Вот все, что узнал я в бударке у Чайки.
«На могилу насыпали порох. Поют, как плачут...»
Песня-плач называется ярабц.
* * *
Тундра, тундра! Олень ли на кудрявых рогах по тебе эту скорбную весть разнес, перекликнули ли ее с синя моря на синь-озеро лебединые матери, куропатка ли с белых упругих крыл обронила вдруг перо черное на твои снега? Кто скажет? Кто разгадает? Далеко слышит чуткая тундра, пристально смотрит окрест себя зоркая тундра, долго помнит она, суровая и немногословная, о бескорыстных и добрых отважных сердцах, смолкнувших в вечной ее мерзлоте.
Чайка с Ядайкой доставили осетров и меня на бударке в рыбацкий поселок Пуйко. В Аксарковской больнице медработники посоветовали мне разыскать здесь заслуженного врача республики Эриха Владимировича Линде. Он старый, довоенный еще северянин. Возможно, слышал и знает что-нибудь о Володе.

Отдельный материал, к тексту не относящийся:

use crate::config::PlotConfig;
use crate::db::{run_latency_histogram, RunData, Search, Summary};
use color_eyre::eyre::{self, WrapErr};
use color_eyre::Report;
use kawkab_exp::{SerializationFormat, System, TestId};
use rayon::prelude::*;
use serde::{Deserialize, Serialize};
use std::path::Path;
use std::sync::{Arc, Mutex};

const SNAPSHOT_SUFFIX: &str = "_run_data_snapshot.bincode.gz";
const HIST_SNAPSHOT_SUFFIX: &str = "_hist_run_data_snapshot.bincode.gz";

/// All runs of one test, as read from one result file.
#[derive(Debug, Clone, Serialize, Deserialize)]
pub struct Entry {
    // textual test id, the lookup key
    pub key: String,
    pub test_id: TestId,
    pub res_file: String,
    pub runs: Vec<RunData>,
    pub summary: Summary,
}

#[derive(Debug, Clone)]
struct LoadJob {
    test_id: TestId,
    res_file: String,
    from_hist: bool,
}

#[derive(Debug, Default, Serialize, Deserialize)]
pub struct ResultsDB {
    results: Vec<Entry>,
}

impl ResultsDB {
    /// Loads the results of every point of every figure in `config`.
    pub fn load(config: &PlotConfig) -> Result<Self, Report> {
        let jobs = Self::jobs(config);

        // track the number of loaded entries
        let loaded_entries = Arc::new(Mutex::new(0));
        let total_entries = jobs.len();

        let loads: Vec<_> = jobs
            .into_par_iter()
            .map(|job| {
                let loaded_entries = loaded_entries.clone();
                Self::load_entry(config, job, loaded_entries, total_entries)
            })
            .inspect(|entry| {
                if let Err(e) = entry {
                    tracing::warn!("error: {:?}", e);
                }
            })
            .collect();

        let mut results = Vec::with_capacity(loads.len());
        for entry in loads {
            results.push(entry.wrap_err("load entry")?);
        }
        Ok(Self { results })
    }

    pub fn from_entries(results: Vec<Entry>) -> Self {
        Self { results }
    }

    pub fn entries(&self) -> &[Entry] {
        &self.results
    }

    // one job per (test, result file), in figure order
    fn jobs(config: &PlotConfig) -> Vec<LoadJob> {
        let mut jobs: Vec<LoadJob> = Vec::new();
        for figure in &config.figures {
            for metric in figure.metrics() {
                for point in &metric.points {
                    for &iat in &point.iats {
                        let test_id = config.test_id(metric, point, iat);
                        let exists = jobs.iter().any(|job| {
                            job.res_file == point.res_file
                                && job.from_hist == point.from_hist
                                && job.test_id.to_string()
                                    == test_id.to_string()
                        });
                        if !exists {
                            jobs.push(LoadJob {
                                test_id,
                                res_file: point.res_file.clone(),
                                from_hist: point.from_hist,
                            });
                        }
                    }
                }
            }
        }
        jobs
    }

    fn load_entry(
        config: &PlotConfig,
        job: LoadJob,
        loaded_entries: Arc<Mutex<usize>>,
        total_entries: usize,
    ) -> Result<Entry, Report> {
        // register load start time
        let start = std::time::Instant::now();

        let mut runs = Vec::with_capacity(config.test_runs.len());
        for &run in &config.test_runs {
            let run_data =
                Self::load_run(config, &job, run).wrap_err_with(|| {
                    format!("load run {} of {}", run, job.test_id)
                })?;
            runs.push(run_data);
        }
        let summary = Summary::from_runs(&runs);

        // register that a new entry is loaded
        let mut loaded_entries = loaded_entries
            .lock()
            .expect("locking loaded entries should work");
        *loaded_entries += 1;
        tracing::info!(
            "loaded {} {} after {:?} | {} of {}",
            job.test_id,
            job.res_file,
            start.elapsed(),
            loaded_entries,
            total_entries,
        );

        Ok(Entry {
            key: job.test_id.to_string(),
            test_id: job.test_id,
            res_file: job.res_file,
            runs,
            summary,
        })
    }

    fn load_run(
        config: &PlotConfig,
        job: &LoadJob,
        run: usize,
    ) -> Result<RunData, Report> {
        let run_dir = config.run_dir(&job.test_id, run);
        let path = format!("{}/{}", run_dir, job.res_file);
        let suffix = if job.from_hist {
            HIST_SNAPSHOT_SUFFIX
        } else {
            SNAPSHOT_SUFFIX
        };

        // check if there's snapshot of the parsed run
        let snapshot = format!("{}{}", path, suffix);
        if Path::new(&snapshot).exists() {
            return kawkab_exp::deserialize(
                &snapshot,
                SerializationFormat::BincodeGz,
            )
            .wrap_err_with(|| {
                format!("deserialize run data snapshot {}", snapshot)
            });
        }

        let text = std::fs::read_to_string(&path)
            .wrap_err_with(|| format!("read {}", path))?;
        let mut run_data = match job.test_id.system {
            System::Kawkab => RunData::parse_kawkab(&text),
            System::Btrdb => RunData::parse_btrdb(&text),
        }
        .wrap_err_with(|| format!("parse {}", path))?;

        if job.from_hist {
            if job.test_id.system != System::Kawkab {
                eyre::bail!("only kawkab runs have latency histograms");
            }
            let histogram = run_latency_histogram(&run_dir)?;
            tracing::debug!(
                "{} p50={} p95={} p99={} from histograms",
                path,
                histogram.percentile(0.50),
                histogram.percentile(0.95),
                histogram.percentile(0.99)
            );
            run_data.override_latencies(&histogram);
        }

        // create snapshot
        kawkab_exp::serialize(
            &run_data,
            &snapshot,
            SerializationFormat::BincodeGz,
        )
        .wrap_err_with(|| format!("serialize run data snapshot {}", snapshot))?;
        Ok(run_data)
    }

    /// The entry of `test_id` read from `res_file`; without a result file,
    /// the last entry loaded for `test_id`.
    pub fn get(
        &self,
        test_id: &TestId,
        res_file: Option<&str>,
    ) -> Option<&Entry> {
        let key = test_id.to_string();
        self.results.iter().rev().find(|entry| {
            entry.key == key
                && res_file
                    .map(|res_file| entry.res_file == res_file)
                    .unwrap_or(true)
        })
    }

    pub fn find(&self, search: &Search) -> Vec<&Entry> {
        self.results
            .iter()
            .filter(|entry| search.matches(&entry.test_id, &entry.res_file))
            .collect()
    }

    /// A database with only the entries matching `search`.
    pub fn select(&self, search: &Search) -> Self {
        let results = self.find(search).into_iter().cloned().collect();
        Self { results }
    }

    /// Dumps every loaded entry as json into `output_dir/results.json`.
    pub fn data_to_json(
        &self,
        output_dir: impl AsRef<Path>,
    ) -> Result<(), Report> {
        let output_dir = output_dir.as_ref();
        std::fs::create_dir_all(output_dir)
            .wrap_err_with(|| format!("create {}", output_dir.display()))?;
        kawkab_exp::serialize(
            &self.results,
            output_dir.join("results.json"),
            SerializationFormat::Json,
        )
        .wrap_err("serialize results")
    }
}
use color_eyre::eyre;
use color_eyre::Report;
use serde::{Deserialize, Serialize};
use std::collections::BTreeMap;
use std::fmt;

/// Latency histogram: each value with the number of times it was observed.
#[derive(Default, Clone, PartialEq, Eq, Deserialize, Serialize)]
pub struct Histogram {
    values: BTreeMap<u64, usize>,
}

impl Histogram {
    /// Creates an empty histogram.
    pub fn new() -> Self {
        Self::default()
    }

    /// Creates an histogram from a list of values.
    pub fn from<T: IntoIterator<Item = u64>>(values: T) -> Self {
        let mut histogram = Self::new();
        values.into_iter().for_each(|value| histogram.increment(value));
        histogram
    }

    /// Creates an histogram from parallel lists of values and their counts,
    /// the way clients dump them.
    pub fn from_buckets(
        values: &[u64],
        counts: &[u64],
    ) -> Result<Self, Report> {
        if values.len() != counts.len() {
            eyre::bail!(
                "histogram has {} values but {} counts",
                values.len(),
                counts.len()
            );
        }
        let mut histogram = Self::new();
        for (&value, &count) in values.iter().zip(counts) {
            if count > 0 {
                *histogram.values.entry(value).or_insert(0) += count as usize;
            }
        }
        Ok(histogram)
    }

    /// Every value, repeated as many times as observed, in increasing order.
    pub fn values(&self) -> impl Iterator<Item = u64> + '_ {
        self.values
            .iter()
            .flat_map(|(value, count)| (0..*count).map(move |_| *value))
    }

    pub fn merge(&mut self, other: &Self) {
        for (value, count) in &other.values {
            *self.values.entry(*value).or_insert(0) += count;
        }
    }

    /// Increments the occurrence of some value in the histogram.
    pub fn increment(&mut self, value: u64) {
        *self.values.entry(value).or_insert(0) += 1;
    }

    pub fn is_empty(&self) -> bool {
        self.values.is_empty()
    }

    pub fn count(&self) -> usize {
        self.values.values().sum()
    }

    pub fn mean(&self) -> f64 {
        let (sum, count) = self.sum_and_count();
        if count == 0 {
            return f64::NAN;
        }
        sum / count as f64
    }

    pub fn min(&self) -> f64 {
        self.values
            .keys()
            .next()
            .map(|min| *min as f64)
            .unwrap_or(f64::NAN)
    }

    pub fn max(&self) -> f64 {
        self.values
            .keys()
            .next_back()
            .map(|max| *max as f64)
            .unwrap_or(f64::NAN)
    }

    /// Computes a given percentile, in `[0, 1]`, interpolating linearly
    /// between the two closest ranks.
    pub fn percentile(&self, percentile: f64) -> f64 {
        assert!((0.0..=1.0).contains(&percentile));
        let count = self.count();
        if count == 0 {
            return 0.0;
        }
        let rank = percentile * (count - 1) as f64;
        let below = rank.floor() as usize;
        let above = rank.ceil() as usize;
        let left = self.value_at(below);
        let right = self.value_at(above);
        left + (right - left) * (rank - below as f64)
    }

    /// Cumulative distribution: each distinct value with the fraction of
    /// observations less than or equal to it.
    pub fn cdf(&self) -> Vec<(u64, f64)> {
        let total = self.count() as f64;
        let mut seen = 0;
        self.values
            .iter()
            .map(|(value, count)| {
                seen += count;
                (*value, seen as f64 / total)
            })
            .collect()
    }

    // value at position `index` of the sorted observations
    fn value_at(&self, mut index: usize) -> f64 {
        for (value, count) in &self.values {
            if index < *count {
                return *value as f64;
            }
            index -= count;
        }
        panic!("index should be smaller than the number of observations")
    }

    fn sum_and_count(&self) -> (f64, usize) {
        self.values.iter().fold(
            (0.0, 0),
            |(sum_acc, count_acc), (value, count)| {
                (sum_acc + (*value as f64) * (*count as f64), count_acc + count)
            },
        )
    }
}

impl fmt::Debug for Histogram {
    fn fmt(&self, f: &mut fmt::Formatter<'_>) -> fmt::Result {
        write!(
            f,
            "min={:<6} max={:<6} avg={:<6} p50={:<6} p95={:<6} p99={:<6}",
            self.min().round(),
            self.max().round(),
            self.mean().round(),
            self.percentile(0.5).round(),
            self.percentile(0.95).round(),
            self.percentile(0.99).round(),
        )
    }
}

#[cfg(test)]
mod tests {
    use super::*;
    use quickcheck_macros::quickcheck;

    fn approx(a: f64, b: f64) -> bool {
        (a - b).abs() < 1e-9
    }

    #[test]
    fn stats() {
        let histogram = Histogram::from(vec![1, 2, 3, 4]);
        assert_eq!(histogram.count(), 4);
        assert_eq!(histogram.min(), 1.0);
        assert_eq!(histogram.max(), 4.0);
        assert!(approx(histogram.mean(), 2.5));
        assert!(approx(histogram.percentile(0.5), 2.5));
        assert!(approx(histogram.percentile(0.95), 3.85));
        assert!(approx(histogram.percentile(0.0), 1.0));
        assert!(approx(histogram.percentile(1.0), 4.0));
    }

    #[test]
    fn repeated_values() {
        let histogram = Histogram::from_buckets(&[10, 20, 30], &[2, 0, 2])
            .expect("buckets should be valid");
        let values: Vec<_> = histogram.values().collect();
        assert_eq!(values, vec![10, 10, 30, 30]);
        assert!(approx(histogram.percentile(0.5), 20.0));
        assert!(approx(histogram.percentile(0.25), 10.0));
        assert_eq!(histogram.cdf(), vec![(10, 0.5), (30, 1.0)]);
    }

    #[test]
    fn mismatched_buckets() {
        assert!(Histogram::from_buckets(&[10, 20], &[1]).is_err());
    }

    #[test]
    fn empty() {
        let histogram = Histogram::new();
        assert!(histogram.is_empty());
        assert_eq!(histogram.percentile(0.99), 0.0);
        assert!(histogram.min().is_nan());
        assert!(histogram.cdf().is_empty());
    }

    #[test]
    fn merge() {
        let mut read = Histogram::from(vec![1, 1, 5]);
        let write = Histogram::from(vec![1, 7]);
        read.merge(&write);
        assert_eq!(read, Histogram::from(vec![1, 1, 1, 5, 7]));
    }

    #[quickcheck]
    fn merge_keeps_all_values(a: Vec<u16>, b: Vec<u16>) -> bool {
        let a: Vec<u64> = a.into_iter().map(u64::from).collect();
        let b: Vec<u64> = b.into_iter().map(u64::from).collect();
        let mut merged = Histogram::from(a.clone());
        merged.merge(&Histogram::from(b.clone()));

        let mut all: Vec<_> = a.into_iter().chain(b).collect();
        all.sort_unstable();
        merged.values().collect::<Vec<_>>() == all
    }

    #[quickcheck]
    fn percentiles_are_monotonic(values: Vec<u16>) -> bool {
        let histogram =
            Histogram::from(values.into_iter().map(u64::from));
        let percentiles: Vec<_> = (0..=100)
            .map(|p| histogram.percentile(p as f64 / 100.0))
            .collect();
        percentiles.windows(2).all(|pair| pair[0] <= pair[1] + 1e-9)
    }
}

Увы! Напрасно поторапливал я Чайку с Ядайкой. Эриха Владимировича в Пуйко не оказалось. Живы еще серые олешки, возившие его в ясный день, в бурю-непогодь по обским берегам и ледовым торосам, набирают румянца исцеленные им скуластые ненецкие ребятишки, добрым словом вспоминает его «медицинский Север», но годы, хвори и непогоды вынудили старого врача уйти на покой. По слухам, поселился он где-то под Ленинградом. Хоть адресок у кого бы добыть. Ведь он действительно многое мог рассказать. Что ж, поплывем дальше.
...У речников и рыбаков своя география. Кроме собственно Оби, они назовут и укажут вам Обь Надымскую, Обь Юганскую, Хаманельскую... Сейчас мы плывем по Сухой Оби. Ширь ее не окинуть взглядом, глубину же измеришь простым удилищем. Потому и прозвали – Сухая. Пески здесь, при входе в губу, оседают. Замедленное течение.